→ **GOAL OF THE EXERCISE**: Return the following from the records below: each line, word for word, starting with the line that contains "use tempfile::TempDir;" and going on through the line that contains "use verda_client::domain::value_objects::RequestKind;", with nothing outside that range.

[[ RECORDS FOR THIS EXERCISE, beginning ]]

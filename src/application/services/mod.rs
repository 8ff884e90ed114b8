pub mod api_service;
pub mod queue_service;
pub mod sync_service;
pub mod trip_service;

pub use api_service::{ApiService, CallOptions};
pub use queue_service::{QueuePolicy, RequestQueue};
pub use sync_service::{SyncService, SyncStatus};
pub use trip_service::TripService;
//! End-to-end coverage of the offline queue pipeline over a real sqlite
//! store: wrapper capture, priority-ordered replay, retry bookkeeping and
//! the trip fallback path.

use std::sync::Arc;

use serde_json::json;
use sqlx::sqlite::SqlitePoolOptions;
use tempfile::TempDir;

use verda_client::application::ports::{ApiGateway, KeyValueStore, TokenStore};
use verda_client::application::services::{
    ApiService, QueuePolicy, RequestQueue, SyncService, TripService,
};
use verda_client::domain::entities::{SyncReport, TripPayload};
use verda_client::domain::value_objects::RequestKind;
use verda_client::infrastructure::database::Database;
use verda_client::infrastructure::storage::{
    InMemoryTokenStore, KvQueueStore, SqliteKvStore, PENDING_TRIPS_KEY, REQUEST_QUEUE_KEY,
};
use verda_client::shared::error::{ApiError, AppError};
use verda_client::test_support::{ScriptedGateway, ScriptedTransport};

struct Harness {
    kv: Arc<dyn KeyValueStore>,
    queue: Arc<RequestQueue>,
    trip_queue: Arc<RequestQueue>,
    api: Arc<ApiService>,
    trips: Arc<TripService>,
    tokens: Arc<InMemoryTokenStore>,
    _temp_dir: TempDir,
}

async fn harness(gateway: ScriptedGateway) -> Harness {
    let temp_dir = TempDir::new().unwrap();
    let db_path = temp_dir.path().join("client.db");
    let pool = SqlitePoolOptions::new()
        .max_connections(1)
        .connect(&format!("sqlite:{}?mode=rwc", db_path.display()))
        .await
        .unwrap();
    Database::run_migrations(&pool).await.unwrap();

    let kv: Arc<dyn KeyValueStore> = Arc::new(SqliteKvStore::new(pool));
    let queue = Arc::new(RequestQueue::new(
        Arc::new(KvQueueStore::new(kv.clone(), REQUEST_QUEUE_KEY)),
        QueuePolicy {
            max_retries: 5,
            base_delay_ms: 1000,
        },
    ));
    let trip_queue = Arc::new(RequestQueue::new(
        Arc::new(KvQueueStore::new(kv.clone(), PENDING_TRIPS_KEY)),
        QueuePolicy {
            max_retries: 3,
            base_delay_ms: 0,
        },
    ));

    let tokens = Arc::new(InMemoryTokenStore::default());
    let gateway: Arc<dyn ApiGateway> = Arc::new(gateway);
    let api = Arc::new(ApiService::new(gateway, queue.clone(), tokens.clone()));
    let trips = Arc::new(TripService::new(api.clone(), trip_queue.clone()));

    Harness {
        kv,
        queue,
        trip_queue,
        api,
        trips,
        tokens,
        _temp_dir: temp_dir,
    }
}

fn sync_service(h: &Harness, transport: Arc<ScriptedTransport>) -> SyncService {
    SyncService::new(h.queue.clone(), h.trip_queue.clone(), transport)
}

fn offline_gateway() -> ScriptedGateway {
    ScriptedGateway::returning(|_, _| Err(ApiError::Network("Network request failed".into())))
}

#[tokio::test]
async fn captured_calls_replay_in_priority_order() {
    let h = harness(offline_gateway()).await;
    h.tokens.store_token("bearer-1").await.unwrap();

    // Three failed calls: save_trip (4), exchange_product (9), set_goal (6).
    assert!(matches!(
        h.api
            .save_trip(&TripPayload::new(json!({"mode": "bus"}), 1.1))
            .await,
        Err(AppError::QueuedOffline(_))
    ));
    assert!(matches!(
        h.api.exchange_product("p-7").await,
        Err(AppError::QueuedOffline(_))
    ));
    assert!(matches!(
        h.api.set_goal(2.0).await,
        Err(AppError::QueuedOffline(_))
    ));
    assert_eq!(h.queue.count().await.unwrap(), 3);

    let transport = Arc::new(ScriptedTransport::accepting());
    let sync = sync_service(&h, transport.clone());

    let report = sync.sync().await.unwrap();
    assert_eq!(
        report,
        SyncReport {
            synced: 3,
            failed: 0,
            remaining: 0
        }
    );
    assert_eq!(h.queue.count().await.unwrap(), 0);

    let seen = transport.seen().await;
    let kinds: Vec<RequestKind> = seen.iter().map(|entry| entry.kind).collect();
    assert_eq!(
        kinds,
        vec![
            RequestKind::ExchangeProduct,
            RequestKind::SetGoal,
            RequestKind::SaveTrip
        ]
    );

    // The credential captured at enqueue time rides along on replay.
    for entry in &seen {
        assert_eq!(
            entry.headers.as_ref().unwrap().get("Authorization"),
            Some(&"Bearer bearer-1".to_string())
        );
    }
}

#[tokio::test]
async fn retry_state_survives_the_store() {
    let h = harness(offline_gateway()).await;
    assert!(h.api.set_goal(3.0).await.is_err());

    let failing = Arc::new(ScriptedTransport::failing_with(|_| {
        ApiError::Network("connection refused".into())
    }));
    let sync = sync_service(&h, failing);
    let report = sync.sync().await.unwrap();
    assert_eq!(report.remaining, 1);

    // Reload through a fresh queue handle over the same kv store: the
    // bumped retry counter was persisted.
    let reloaded = RequestQueue::new(
        Arc::new(KvQueueStore::new(h.kv.clone(), REQUEST_QUEUE_KEY)),
        QueuePolicy {
            max_retries: 5,
            base_delay_ms: 1000,
        },
    );
    let entries = reloaded.list().await.unwrap();
    assert_eq!(entries.len(), 1);
    assert_eq!(entries[0].retry_count, 1);
}

#[tokio::test]
async fn corrupt_store_heals_to_an_empty_queue() {
    let h = harness(offline_gateway()).await;
    h.kv.store(REQUEST_QUEUE_KEY, "no json here").await.unwrap();

    assert_eq!(h.queue.count().await.unwrap(), 0);
    assert!(!h.kv.exists(REQUEST_QUEUE_KEY).await.unwrap());

    let sync = sync_service(&h, Arc::new(ScriptedTransport::accepting()));
    assert_eq!(sync.sync().await.unwrap(), SyncReport::default());
}

#[tokio::test]
async fn offline_trip_lives_in_both_queues_until_drained() {
    let h = harness(offline_gateway()).await;

    let err = h
        .trips
        .save_trip_with_sync(&TripPayload::new(json!({"mode": "bike"}), 0.0))
        .await
        .unwrap_err();
    assert!(matches!(err, AppError::QueuedOffline(_)));

    assert_eq!(h.queue.count().await.unwrap(), 1);
    assert_eq!(h.trips.pending_trip_count().await.unwrap(), 1);

    let transport = Arc::new(ScriptedTransport::accepting());
    let sync = sync_service(&h, transport.clone());

    assert_eq!(sync.sync().await.unwrap().synced, 1);
    assert_eq!(sync.sync_pending_trips().await.unwrap().synced, 1);
    assert_eq!(h.queue.count().await.unwrap(), 0);
    assert_eq!(h.trips.pending_trip_count().await.unwrap(), 0);

    // Both replays describe the same trip-save endpoint.
    let seen = transport.seen().await;
    assert_eq!(seen.len(), 2);
    assert!(seen.iter().all(|entry| entry.endpoint == "/api/trips"));
    // Distinct ids, so the server can deduplicate via the idempotency key.
    assert_ne!(seen[0].id, seen[1].id);
}

#[tokio::test]
async fn trip_queue_gives_up_after_its_smaller_ceiling() {
    let h = harness(offline_gateway()).await;
    let _ = h
        .trips
        .save_trip_with_sync(&TripPayload::new(json!({"mode": "walk"}), 0.0))
        .await;
    assert_eq!(h.trips.pending_trip_count().await.unwrap(), 1);

    let failing = Arc::new(ScriptedTransport::failing_with(|_| {
        ApiError::Network("timeout".into())
    }));
    let sync = sync_service(&h, failing);

    assert_eq!(sync.sync_pending_trips().await.unwrap().remaining, 1);
    assert_eq!(sync.sync_pending_trips().await.unwrap().remaining, 1);
    let last = sync.sync_pending_trips().await.unwrap();
    assert_eq!(
        last,
        SyncReport {
            synced: 0,
            failed: 1,
            remaining: 0
        }
    );
    assert_eq!(h.trips.pending_trip_count().await.unwrap(), 0);
}

#[tokio::test]
async fn mixed_outcomes_partition_into_the_report() {
    let h = harness(offline_gateway()).await;
    assert!(h.api.exchange_product("gone").await.is_err());
    assert!(h.api.claim_quest_reward("q-1").await.is_err());
    assert!(h.api.set_goal(5.0).await.is_err());

    // exchange (9) is rejected outright, claim (8) succeeds, goal (6) hits
    // a network failure and stays queued.
    let transport = Arc::new(ScriptedTransport::new(|entry| match entry.kind {
        RequestKind::ExchangeProduct => Err(ApiError::Client(404)),
        RequestKind::ClaimQuestReward => Ok(()),
        _ => Err(ApiError::Network("offline again".into())),
    }));
    let sync = sync_service(&h, transport);

    let report = sync.sync().await.unwrap();
    assert_eq!(
        report,
        SyncReport {
            synced: 1,
            failed: 1,
            remaining: 1
        }
    );

    let entries = h.queue.list().await.unwrap();
    assert_eq!(entries.len(), 1);
    assert_eq!(entries[0].kind, RequestKind::SetGoal);
    assert_eq!(entries[0].retry_count, 1);
}
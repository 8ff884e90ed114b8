//! REST paths of the Verda backend consumed by the client core.

pub const TRIPS: &str = "/api/trips";
pub const PROFILE: &str = "/api/users/profile";
pub const GOAL: &str = "/api/users/goal";
pub const VEHICLE: &str = "/api/users/vehicle";
pub const QUEST_CLAIM: &str = "/api/quests/claim";
pub const PRODUCT_EXCHANGE: &str = "/api/products/exchange";
pub const USER_ME: &str = "/api/users/me";
pub const HEALTH: &str = "/api/health";
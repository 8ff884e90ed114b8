use serde::{Deserialize, Serialize};
use std::fmt;

/// Replay priority, 1 through 10 inclusive. Higher values are serviced
/// first within a sync pass.
#[derive(
    Debug, Clone, Copy, PartialEq, Eq, PartialOrd, Ord, Hash, Serialize, Deserialize,
)]
#[serde(transparent)]
pub struct Priority(u8);

impl Priority {
    pub const MIN: u8 = 1;
    pub const MAX: u8 = 10;

    pub fn new(value: u8) -> Result<Self, String> {
        if !(Self::MIN..=Self::MAX).contains(&value) {
            return Err(format!(
                "Priority must be between {} and {}",
                Self::MIN,
                Self::MAX
            ));
        }
        Ok(Self(value))
    }

    /// Forces an out-of-range value into the valid band.
    pub fn clamped(value: u8) -> Self {
        Self(value.clamp(Self::MIN, Self::MAX))
    }

    pub fn value(&self) -> u8 {
        self.0
    }
}

impl Default for Priority {
    fn default() -> Self {
        Self(5)
    }
}

impl fmt::Display for Priority {
    fn fmt(&self, f: &mut fmt::Formatter<'_>) -> fmt::Result {
        write!(f, "{}", self.0)
    }
}
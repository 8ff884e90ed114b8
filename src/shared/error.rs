use thiserror::Error;

/// Failure taxonomy for HTTP traffic, produced by the classification
/// function at the client boundary and consumed by both the call wrapper
/// and the synchronizer.
#[derive(Debug, Clone, PartialEq, Eq, Error)]
pub enum ApiError {
    #[error("network error: {0}")]
    Network(String),

    #[error("client error: status {0}")]
    Client(u16),

    #[error("server error: status {0}")]
    Server(u16),

    #[error("unexpected error: {0}")]
    Unknown(String),
}

impl ApiError {
    /// Connectivity-class failures are the only retryable kind.
    pub fn is_network(&self) -> bool {
        matches!(self, ApiError::Network(_))
    }

    pub fn status(&self) -> Option<u16> {
        match self {
            ApiError::Client(status) | ApiError::Server(status) => Some(*status),
            _ => None,
        }
    }
}

#[derive(Debug, Error)]
pub enum AppError {
    #[error("Database error: {0}")]
    Database(String),

    #[error("Storage error: {0}")]
    Storage(String),

    #[error("Auth error: {0}")]
    Auth(String),

    #[error("Serialization error: {0}")]
    Serialization(String),

    #[error("Validation error: {0}")]
    Validation(String),

    #[error("Configuration error: {0}")]
    Configuration(String),

    /// The call failed offline and was captured by the request queue; the
    /// payload is the generated entry id. Callers show the "will deliver
    /// later" notice instead of a plain failure.
    #[error("Request queued for later delivery: {0}")]
    QueuedOffline(String),

    #[error(transparent)]
    Api(#[from] ApiError),

    #[error("Internal error: {0}")]
    Internal(String),
}

impl From<sqlx::Error> for AppError {
    fn from(err: sqlx::Error) -> Self {
        AppError::Database(err.to_string())
    }
}

impl From<sqlx::migrate::MigrateError> for AppError {
    fn from(err: sqlx::migrate::MigrateError) -> Self {
        AppError::Database(err.to_string())
    }
}

impl From<serde_json::Error> for AppError {
    fn from(err: serde_json::Error) -> Self {
        AppError::Serialization(err.to_string())
    }
}

impl From<std::io::Error> for AppError {
    fn from(err: std::io::Error) -> Self {
        AppError::Storage(err.to_string())
    }
}

impl From<anyhow::Error> for AppError {
    fn from(err: anyhow::Error) -> Self {
        AppError::Internal(err.to_string())
    }
}

pub type Result<T> = std::result::Result<T, AppError>;
use crate::application::services::api_service::ApiService;
use crate::application::services::queue_service::RequestQueue;
use crate::domain::entities::{QueuedRequestDraft, TripPayload};
use crate::domain::value_objects::{HttpMethod, Priority, RequestKind};
use crate::infrastructure::api::endpoints;
use crate::shared::error::AppError;
use serde_json::Value;
use std::sync::Arc;
use tracing::info;

/// Belt-and-suspenders path around the single highest-value mutation.
///
/// A trip save that fails offline is already captured by the general queue
/// through the call wrapper; this service additionally mirrors it into the
/// dedicated pending-trips queue, so the record survives even if the
/// general queue is cleared or exhausted.
pub struct TripService {
    api: Arc<ApiService>,
    trip_queue: Arc<RequestQueue>,
}

impl TripService {
    pub fn new(api: Arc<ApiService>, trip_queue: Arc<RequestQueue>) -> Self {
        Self { api, trip_queue }
    }

    pub async fn save_trip_with_sync(&self, trip: &TripPayload) -> Result<Value, AppError> {
        match self.api.save_trip(trip).await {
            Ok(value) => Ok(value),
            Err(err @ AppError::QueuedOffline(_)) => {
                let draft = QueuedRequestDraft {
                    kind: RequestKind::SaveTrip,
                    endpoint: endpoints::TRIPS.to_string(),
                    method: HttpMethod::Post,
                    data: Some(serde_json::to_value(trip)?),
                    headers: self.api.auth_headers().await,
                    priority: Priority::default(),
                };
                let id = self.trip_queue.enqueue(draft).await?;
                info!("Trip mirrored into the fallback queue as {id}");
                Err(err)
            }
            Err(err) => Err(err),
        }
    }

    pub async fn pending_trip_count(&self) -> Result<usize, AppError> {
        self.trip_queue.count().await
    }
}
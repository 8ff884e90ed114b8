use crate::application::ports::{ApiGateway, RequestTransport};
use crate::domain::entities::QueuedRequest;
use crate::domain::value_objects::HttpMethod;
use crate::infrastructure::api::endpoints;
use crate::shared::config::ApiConfig;
use crate::shared::error::{ApiError, AppError};
use async_trait::async_trait;
use reqwest::{Client, Method, StatusCode};
use serde_json::Value;
use std::time::Duration;
use tracing::debug;

const IDEMPOTENCY_HEADER: &str = "X-Idempotency-Key";

/// reqwest wrapper for the Verda backend. Owns the shared clients (one for
/// regular traffic, one with the short probe timeout) and the single
/// classification point for transport failures.
pub struct RestClient {
    http: Client,
    probe_http: Client,
    base_url: String,
}

impl RestClient {
    pub fn new(config: &ApiConfig) -> Result<Self, AppError> {
        let http = Client::builder()
            .timeout(Duration::from_secs(config.timeout_secs))
            .build()
            .map_err(|e| AppError::Configuration(e.to_string()))?;
        let probe_http = Client::builder()
            .timeout(Duration::from_secs(config.probe_timeout_secs))
            .build()
            .map_err(|e| AppError::Configuration(e.to_string()))?;

        Ok(Self {
            http,
            probe_http,
            base_url: config.base_url.trim_end_matches('/').to_string(),
        })
    }

    fn url(&self, endpoint: &str) -> String {
        format!("{}{}", self.base_url, endpoint)
    }

    fn method(method: HttpMethod) -> Method {
        match method {
            HttpMethod::Get => Method::GET,
            HttpMethod::Post => Method::POST,
            HttpMethod::Put => Method::PUT,
            HttpMethod::Delete => Method::DELETE,
        }
    }
}

/// Transport-level failures: timeouts, refused connections, DNS and
/// anything else that died before an HTTP status came back.
fn classify_error(err: &reqwest::Error) -> ApiError {
    if err.is_timeout() || err.is_connect() {
        ApiError::Network(err.to_string())
    } else if err.is_builder() || err.is_decode() {
        ApiError::Unknown(err.to_string())
    } else if err.is_request() {
        // Aborted mid-flight; the connection went away.
        ApiError::Network(err.to_string())
    } else {
        ApiError::Unknown(err.to_string())
    }
}

/// Status-level outcomes: 2xx passes, 4xx is a permanent rejection, 5xx a
/// server failure.
fn classify_status(status: StatusCode) -> Option<ApiError> {
    if status.is_success() {
        None
    } else if status.is_client_error() {
        Some(ApiError::Client(status.as_u16()))
    } else if status.is_server_error() {
        Some(ApiError::Server(status.as_u16()))
    } else {
        Some(ApiError::Unknown(format!("unexpected status {status}")))
    }
}

#[async_trait]
impl ApiGateway for RestClient {
    async fn send_json(
        &self,
        method: HttpMethod,
        endpoint: &str,
        body: Option<&Value>,
        idempotency_key: Option<&str>,
    ) -> Result<Value, ApiError> {
        let mut request = self
            .http
            .request(Self::method(method), self.url(endpoint))
            .header(reqwest::header::CONTENT_TYPE, "application/json");
        if let Some(key) = idempotency_key {
            request = request.header(IDEMPOTENCY_HEADER, key);
        }
        if let Some(body) = body {
            request = request.json(body);
        }

        let response = request.send().await.map_err(|e| classify_error(&e))?;
        if let Some(err) = classify_status(response.status()) {
            return Err(err);
        }

        let text = response
            .text()
            .await
            .map_err(|e| ApiError::Unknown(e.to_string()))?;
        if text.is_empty() {
            return Ok(Value::Null);
        }
        serde_json::from_str(&text).map_err(|e| ApiError::Unknown(e.to_string()))
    }

    async fn probe(&self) -> bool {
        match self
            .probe_http
            .get(self.url(endpoints::HEALTH))
            .send()
            .await
        {
            Ok(response) => response.status().is_success(),
            Err(_) => false,
        }
    }
}

#[async_trait]
impl RequestTransport for RestClient {
    async fn dispatch(&self, request: &QueuedRequest) -> Result<(), ApiError> {
        let mut builder = self
            .http
            .request(Self::method(request.method), self.url(&request.endpoint))
            .header(reqwest::header::CONTENT_TYPE, "application/json")
            .header(IDEMPOTENCY_HEADER, request.id.as_str());

        if let Some(headers) = &request.headers {
            for (name, value) in headers {
                builder = builder.header(name.as_str(), value.as_str());
            }
        }
        if request.method.has_body() {
            if let Some(data) = &request.data {
                builder = builder.json(data);
            }
        }

        debug!(
            "Replaying {} {} {}",
            request.kind, request.method, request.endpoint
        );

        let response = builder.send().await.map_err(|e| classify_error(&e))?;
        match classify_status(response.status()) {
            None => Ok(()),
            Some(err) => Err(err),
        }
    }
}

[[ RECORDS FOR THIS EXERCISE, end ]]

→ **SOLUTION TO THIS PROBLEM**:
use tempfile::TempDir;

use verda_client::application::ports::{ApiGateway, KeyValueStore, TokenStore};
use verda_client::application::services::{
    ApiService, QueuePolicy, RequestQueue, SyncService, TripService,
};
use verda_client::domain::entities::{SyncReport, TripPayload};
use verda_client::domain::value_objects::RequestKind;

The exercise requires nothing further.